WHAT TO PRODUCE ▸ Take every line containing "HighlightSession" out of the records.

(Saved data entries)
=== Begin Enclosure ===
//! A highlighting session: one document, its ranges and the event sink
//! that persists them.
//!
//! The session keeps the document rendered at all times. Every operation
//! reverts the markers, works against the original structure, and renders
//! again before returning, whether it succeeded or not.

use log::{debug, warn};
use thiserror::Error;

use crate::addressing::{AddressKind, AddressingError};
use crate::html::{parse_html, to_html};
use crate::persist::{PersistedRange, RecordError, records_from_json_lenient, records_to_json};
use crate::ranges::{
    AddOutcome, HighlightRange, Locator, RangeError, RangeId, RangeStore, ReconcileOutcome, Span,
    TreeLocator,
};
use crate::render::{RenderReport, Renderer};
use crate::tree::{Affinity, DocumentTree, NodeId, Position};

#[derive(Debug, Error)]
pub enum SessionError {
    #[error(transparent)]
    Range(#[from] RangeError),
    #[error(transparent)]
    Addressing(#[from] AddressingError),
    #[error(transparent)]
    Record(#[from] RecordError),
    #[error("Position {0:?} is not in the document")]
    InvalidPosition(Position),
    #[error("Record {0} no longer matches the document")]
    UnresolvedRecord(RangeId),
    #[error("Record {0} duplicates an already restored id")]
    DuplicateRecord(RangeId),
}

/// Notifications for whoever persists the ranges.
pub trait RangeEvents {
    /// A range was created, by a selection, a merge or an erase split.
    fn range_created(&mut self, _range: &HighlightRange) {}

    /// A range was removed, directly or by being merged or split.
    fn range_deleted(&mut self, _id: RangeId) {}

    /// Something went wrong that did not stop the operation.
    fn error(&mut self, _error: &SessionError) {}
}

impl RangeEvents for () {}

/// Event sink that keeps everything it is told.
#[derive(Debug, Default, Clone)]
pub struct RecordedEvents {
    pub created: Vec<HighlightRange>,
    pub deleted: Vec<RangeId>,
    pub errors: Vec<String>,
}

impl RangeEvents for RecordedEvents {
    fn range_created(&mut self, range: &HighlightRange) {
        self.created.push(range.clone());
    }

    fn range_deleted(&mut self, id: RangeId) {
        self.deleted.push(id);
    }

    fn error(&mut self, error: &SessionError) {
        self.errors.push(error.to_string());
    }
}

/// Outcome of restoring persisted records.
#[derive(Debug, Clone, Default, PartialEq, Eq)]
pub struct RestoreReport {
    pub restored: Vec<RangeId>,
    /// Records dropped, each reported through [`RangeEvents::error`]
    pub dropped: usize,
}

pub struct HighlightSession<E: RangeEvents = ()> {
    tree: DocumentTree,
    root: NodeId,
    store: RangeStore,
    renderer: Renderer,
    kind: AddressKind,
    events: E,
    last_render: RenderReport,
}

impl<E: RangeEvents> HighlightSession<E> {
    pub fn new(tree: DocumentTree, kind: AddressKind, events: E) -> Self {
        let root = tree.root();
        Self {
            tree,
            root,
            store: RangeStore::default(),
            renderer: Renderer::default(),
            kind,
            events,
            last_render: RenderReport::default(),
        }
    }

    pub fn from_html(html: &str, kind: AddressKind, events: E) -> Self {
        Self::new(parse_html(html), kind, events)
    }

    /// Use a configured store. Ranges already in it are rendered.
    pub fn with_store(mut self, store: RangeStore) -> Self {
        self.store = store;
        self.render();
        self
    }

    pub fn with_renderer(mut self, renderer: Renderer) -> Self {
        self.renderer.revert(&mut self.tree, self.root);
        self.renderer = renderer;
        self.render();
        self
    }

    pub fn tree(&self) -> &DocumentTree {
        &self.tree
    }

    pub fn root(&self) -> NodeId {
        self.root
    }

    pub fn store(&self) -> &RangeStore {
        &self.store
    }

    pub fn kind(&self) -> AddressKind {
        self.kind
    }

    pub fn events(&self) -> &E {
        &self.events
    }

    pub fn into_events(self) -> E {
        self.events
    }

    pub fn last_render(&self) -> &RenderReport {
        &self.last_render
    }

    /// The highlighted document as HTML.
    pub fn html(&self) -> String {
        to_html(&self.tree, self.root)
    }

    /// Persisted form of every range, by order.
    pub fn records(&self) -> Vec<PersistedRange> {
        self.store.iter().map(PersistedRange::from_range).collect()
    }

    pub fn records_json(&self) -> Result<String, RecordError> {
        records_to_json(&self.records())
    }

    /// Load previously persisted ranges.
    ///
    /// Records that cannot be parsed, no longer resolve, or repeat an id
    /// are dropped with one error event each; the rest are stored.
    pub fn restore(&mut self, records: Vec<PersistedRange>) -> RestoreReport {
        self.renderer.revert(&mut self.tree, self.root);
        let mut report = RestoreReport::default();

        for record in records {
            match self.restore_one(record) {
                Ok(id) => report.restored.push(id),
                Err(e) => {
                    warn!("Dropping persisted highlight: {e}");
                    self.events.error(&e);
                    report.dropped += 1;
                }
            }
        }

        self.render();
        debug!(
            "Restored {} highlight(s), dropped {}",
            report.restored.len(),
            report.dropped
        );
        report
    }

    /// [`Self::restore`] from a JSON array of records.
    ///
    /// Entries without the record shape are dropped like unresolvable
    /// ones. Only JSON that is not an array fails the whole call.
    pub fn restore_json(&mut self, json: &str) -> Result<RestoreReport, SessionError> {
        let (records, malformed) = match records_from_json_lenient(json) {
            Ok(parsed) => parsed,
            Err(e) => {
                let e = SessionError::from(e);
                self.events.error(&e);
                return Err(e);
            }
        };

        let dropped = malformed.len();
        for e in malformed {
            let e = SessionError::from(e);
            warn!("Dropping persisted highlight: {e}");
            self.events.error(&e);
        }

        let mut report = self.restore(records);
        report.dropped += dropped;
        Ok(report)
    }

    fn restore_one(&mut self, record: PersistedRange) -> Result<RangeId, SessionError> {
        let range = record.into_range(self.kind)?;
        let locator = TreeLocator::new(&self.tree, self.root, self.kind);
        if range.span(&locator).is_none_or(|span| span.is_empty()) {
            return Err(SessionError::UnresolvedRecord(range.id));
        }
        if self.store.get(range.id).is_some() {
            return Err(SessionError::DuplicateRecord(range.id));
        }

        let id = range.id;
        self.store.insert_restored(range);
        Ok(id)
    }

    /// Save a selection made in the displayed (highlighted) document.
    pub fn select(&mut self, start: Position, end: Position) -> Result<AddOutcome, SessionError> {
        let start = self.offset_of(start)?;
        let end = self.offset_of(end)?;
        self.select_offsets(start, end)
    }

    /// Save a selection given as global character offsets.
    pub fn select_offsets(&mut self, start: usize, end: usize) -> Result<AddOutcome, SessionError> {
        self.renderer.revert(&mut self.tree, self.root);
        let result = self.add_span(Span::new(start, end));
        self.render();

        let outcome = result?;
        for removed in &outcome.removed {
            self.events.range_deleted(removed.id);
        }
        self.events.range_created(&outcome.range);
        Ok(outcome)
    }

    fn add_span(&mut self, span: Span) -> Result<AddOutcome, SessionError> {
        if span.is_empty() {
            return Err(RangeError::EmptySelection.into());
        }
        let locator = TreeLocator::new(&self.tree, self.root, self.kind);
        let start = locator.boundary_at(span.start, Affinity::Forward)?;
        let end = locator.boundary_at(span.end, Affinity::Backward)?;
        let text = locator.text_in(span);
        Ok(self.store.add(&locator, start, end, text)?)
    }

    /// Erase highlighting between two positions of the displayed document.
    pub fn erase(&mut self, start: Position, end: Position) -> Result<ReconcileOutcome, SessionError> {
        let start = self.offset_of(start)?;
        let end = self.offset_of(end)?;
        self.erase_offsets(start, end)
    }

    pub fn erase_offsets(
        &mut self,
        start: usize,
        end: usize,
    ) -> Result<ReconcileOutcome, SessionError> {
        self.renderer.revert(&mut self.tree, self.root);
        let locator = TreeLocator::new(&self.tree, self.root, self.kind);
        let result = self.store.split_on_erase(&locator, Span::new(start, end));
        self.render();

        let outcome = result?;
        self.notify(&outcome);
        Ok(outcome)
    }

    /// Coalesce all touching ranges.
    pub fn merge_all(&mut self) -> ReconcileOutcome {
        self.renderer.revert(&mut self.tree, self.root);
        let locator = TreeLocator::new(&self.tree, self.root, self.kind);
        let outcome = self.store.merge_all(&locator);
        self.render();

        self.notify(&outcome);
        outcome
    }

    /// Delete a range. Unknown ids are ignored.
    pub fn delete(&mut self, id: RangeId) -> Option<HighlightRange> {
        let removed = self.store.delete(id)?;
        self.render();
        self.events.range_deleted(id);
        Some(removed)
    }

    /// Delete the range whose marker encloses `node`, if any.
    pub fn click(&mut self, node: NodeId) -> Option<HighlightRange> {
        let id = self.renderer.marker_id_at(&self.tree, node)?;
        self.delete(id)
    }

    /// Delete every range.
    pub fn clear(&mut self) -> Vec<RangeId> {
        let ids = self.store.clear();
        self.render();
        for &id in &ids {
            self.events.range_deleted(id);
        }
        ids
    }

    fn offset_of(&self, position: Position) -> Result<usize, SessionError> {
        self.tree
            .global_offset(self.root, position)
            .ok_or(SessionError::InvalidPosition(position))
    }

    fn render(&mut self) {
        self.last_render = self.renderer.render(&mut self.tree, self.root, &self.store);
    }

    fn notify(&mut self, outcome: &ReconcileOutcome) {
        for removed in &outcome.removed {
            self.events.range_deleted(removed.id);
        }
        for created in &outcome.created {
            self.events.range_created(created);
        }
    }
}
=== End Enclosure ===
COMPLETED TASK ▸
pub struct HighlightSession<E: RangeEvents = ()> {
impl<E: RangeEvents> HighlightSession<E> {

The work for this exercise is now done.